Tous ces phénomènes compliquent la récupération des séquences anciennes d'ADN. Par exemple, une forte proportion des résidus cytosine (C) et thymine (T) des extraits tissulaires anciens est modifiée par oxydation (flèches bleues) en hydantoïnes, qui bloquent les ADN polymérases et donc la PCR : le séquençage de l'ADN devient donc impossible.

En supposant des concentrations physiologiques en sels, un pH neutre et une température de 15°C, il faut environ 100 000 ans aux attaques hydrolytiques pour détruire tout l'ADN que l'on pourrait espérer récupérer. Certaines conditions environnementales, telles que de basses températures, peuvent étendre cette durée-limite, alors que d'autres la réduisent.

Source - © 2001 Hofreiter M. et al., Nature Reviews in Genetics

Figure 2. Coprolite âgé de 20.000 ans

À partir de cet échantillon de coprolite âgé de 20.000 ans, des séquences d'ADN ont été déterminées pour l'animal mais aussi pour les espèces vivantes qui l'ont alimenté.

Le plus vieil ADN reconnu comme authentique provient de l'os d'un mammouth congelé dans le permafrost de Sibérie, dont l'âge est estimé à environ 50 000 ans.

Les séquences d'ADN de plus d'un million d'années sont qualifiées « d'antédiluviennes ». Toutes les séquences de ce type soit n'ont pas pu être reproduites, soit provenaient d'une contamination par une source externe, identifiée par la suite.

Source - © 1997 J.E. Austin et al., Trends in Ecology and Evolution

Figure 3. Échelle des temps géologiques (en millions d'années) sur laquelle ont été reportées les plus importantes découvertes d'ADN fossile

On constate que la majorité des découvertes se situe dans les 50 000 dernières années, ce qui est en accord avec la durée de vie théorique de la molécule d'ADN.

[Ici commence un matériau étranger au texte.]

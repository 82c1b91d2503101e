//! # Track Navigator
//!
//! Picks the next or previous track from an ordered catalogue snapshot.
//!
//! In order mode navigation wraps around the ends of the list. In shuffle
//! mode it draws uniformly from the other tracks. The catalogue is passed in
//! on every call, so reorders and removals take effect immediately. Repeat-one
//! is not handled here: the session controller replays the current engine
//! instead of asking for a next track.

use core_library::{CatalogueEntry, TrackId};
use rand::rngs::StdRng;
use rand::{Rng, RngCore, SeedableRng};
use serde::{Deserialize, Serialize};
use std::collections::HashSet;
use std::fmt;
use tracing::trace;

/// How shuffle draws the next track.
#[derive(Debug, Clone, Copy, PartialEq, Eq, Default, Serialize, Deserialize)]
#[serde(rename_all = "snake_case")]
pub enum ShufflePolicy {
    /// Every draw is independent; a track may come up again soon.
    #[default]
    Memoryless,
    /// Tracks already played this session are skipped until every track
    /// has been played, then the history starts over.
    NoRepeatUntilExhausted,
}

/// Shuffle/repeat-aware next/previous selection.
pub struct TrackNavigator {
    policy: ShufflePolicy,
    rng: Box<dyn RngCore + Send>,
    seen: HashSet<TrackId>,
}

impl fmt::Debug for TrackNavigator {
    fn fmt(&self, f: &mut fmt::Formatter<'_>) -> fmt::Result {
        f.debug_struct("TrackNavigator")
            .field("policy", &self.policy)
            .field("seen", &self.seen.len())
            .finish()
    }
}

impl TrackNavigator {
    pub fn new(policy: ShufflePolicy) -> Self {
        Self::with_rng(policy, StdRng::from_entropy())
    }

    /// Navigator drawing from a caller-supplied random source.
    pub fn with_rng(policy: ShufflePolicy, rng: impl RngCore + Send + 'static) -> Self {
        Self {
            policy,
            rng: Box::new(rng),
            seen: HashSet::new(),
        }
    }

    pub fn policy(&self) -> ShufflePolicy {
        self.policy
    }

    /// Forget shuffle history.
    pub fn reset_history(&mut self) {
        self.seen.clear();
    }

    /// Track that `id` was played, for [`ShufflePolicy::NoRepeatUntilExhausted`].
    pub fn note_played(&mut self, id: &TrackId) {
        if self.policy == ShufflePolicy::NoRepeatUntilExhausted {
            self.seen.insert(id.clone());
        }
    }

    /// The track after `current`. `None` only for an empty catalogue.
    pub fn next(
        &mut self,
        catalogue: &[CatalogueEntry],
        current: Option<&TrackId>,
        shuffle: bool,
    ) -> Option<TrackId> {
        if catalogue.is_empty() {
            return None;
        }
        if shuffle {
            return self.draw(catalogue, current);
        }

        let next_index = match position_of(catalogue, current) {
            Some(index) => (index + 1) % catalogue.len(),
            None => 0,
        };
        Some(catalogue[next_index].id.clone())
    }

    /// The track before `current`. `None` only for an empty catalogue.
    pub fn previous(
        &mut self,
        catalogue: &[CatalogueEntry],
        current: Option<&TrackId>,
        shuffle: bool,
    ) -> Option<TrackId> {
        if catalogue.is_empty() {
            return None;
        }
        if shuffle {
            return self.draw(catalogue, current);
        }

        let len = catalogue.len();
        let previous_index = match position_of(catalogue, current) {
            Some(index) => (index + len - 1) % len,
            None => len - 1,
        };
        Some(catalogue[previous_index].id.clone())
    }

    fn draw(&mut self, catalogue: &[CatalogueEntry], current: Option<&TrackId>) -> Option<TrackId> {
        if catalogue.len() == 1 {
            return Some(catalogue[0].id.clone());
        }

        if let Some(current) = current {
            self.note_played(current);
        }

        let others = |entry: &&CatalogueEntry| Some(&entry.id) != current;
        let mut candidates: Vec<&CatalogueEntry> = match self.policy {
            ShufflePolicy::Memoryless => catalogue.iter().filter(others).collect(),
            ShufflePolicy::NoRepeatUntilExhausted => catalogue
                .iter()
                .filter(others)
                .filter(|entry| !self.seen.contains(&entry.id))
                .collect(),
        };

        if candidates.is_empty() {
            trace!("Shuffle history exhausted, starting over");
            self.seen.clear();
            if let Some(current) = current {
                self.seen.insert(current.clone());
            }
            candidates = catalogue.iter().filter(others).collect();
        }

        let index = self.rng.gen_range(0..candidates.len());
        let pick = candidates[index].id.clone();
        self.note_played(&pick);
        Some(pick)
    }
}

impl Default for TrackNavigator {
    fn default() -> Self {
        Self::new(ShufflePolicy::default())
    }
}

fn position_of(catalogue: &[CatalogueEntry], current: Option<&TrackId>) -> Option<usize> {
    let current = current?;
    catalogue.iter().position(|entry| &entry.id == current)
}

Ainsi, les séquences d'ADN issues d'inclusions dans l'ambre datant du Miocène (de 5 à 24 millions d'années) ne peuvent pas être obtenues. On a pu montrer que ces inclusions sont fortement modifiées par les processus diagénétiques. De même, on n'a pas pu reproduire les séquences provenant de fossiles compressés de plantes Miocène.

En Ardèche, du matériel fossile a été préservé dans un dépôt de diatomite de 8 à 8,5 millions d'années. Des séquences d'ADN chloroplastique ont été retrouvées dans 11 feuilles fossiles bien conservées. La silice, qui compose la diatomite, est susceptible de se lier à l'ADN et ainsi de le protéger de la dégradation. Cependant, on n'obtient pas de bonne corrélation entre l'identité des plantes fossiles et les séquences d'ADN obtenues.

Sur le site de Clarkia (Nord de l'Idaho, USA), de l'ADN a été récupéré par deux groupes indépendants à partir de feuilles bien préservées de Magnolia et de Taxodium âgées de 17 à 20 millions d'années. L'état de préservation des biopolymères (comme les polysaccharides et les protéines) de ces feuilles n'a pas permis la reconstitution de l'ADN initial.

D'autres chercheurs ont conduit des travaux de ce type, mais aucun ADN de plante n'a pu être récupéré.

Quant aux séquences extraites d'un os de dinosaure du Crétacé, elles se sont révélées dérivées d'une segment d'ADN mitochondrial inséré dans le génôme humain (un pseudogène).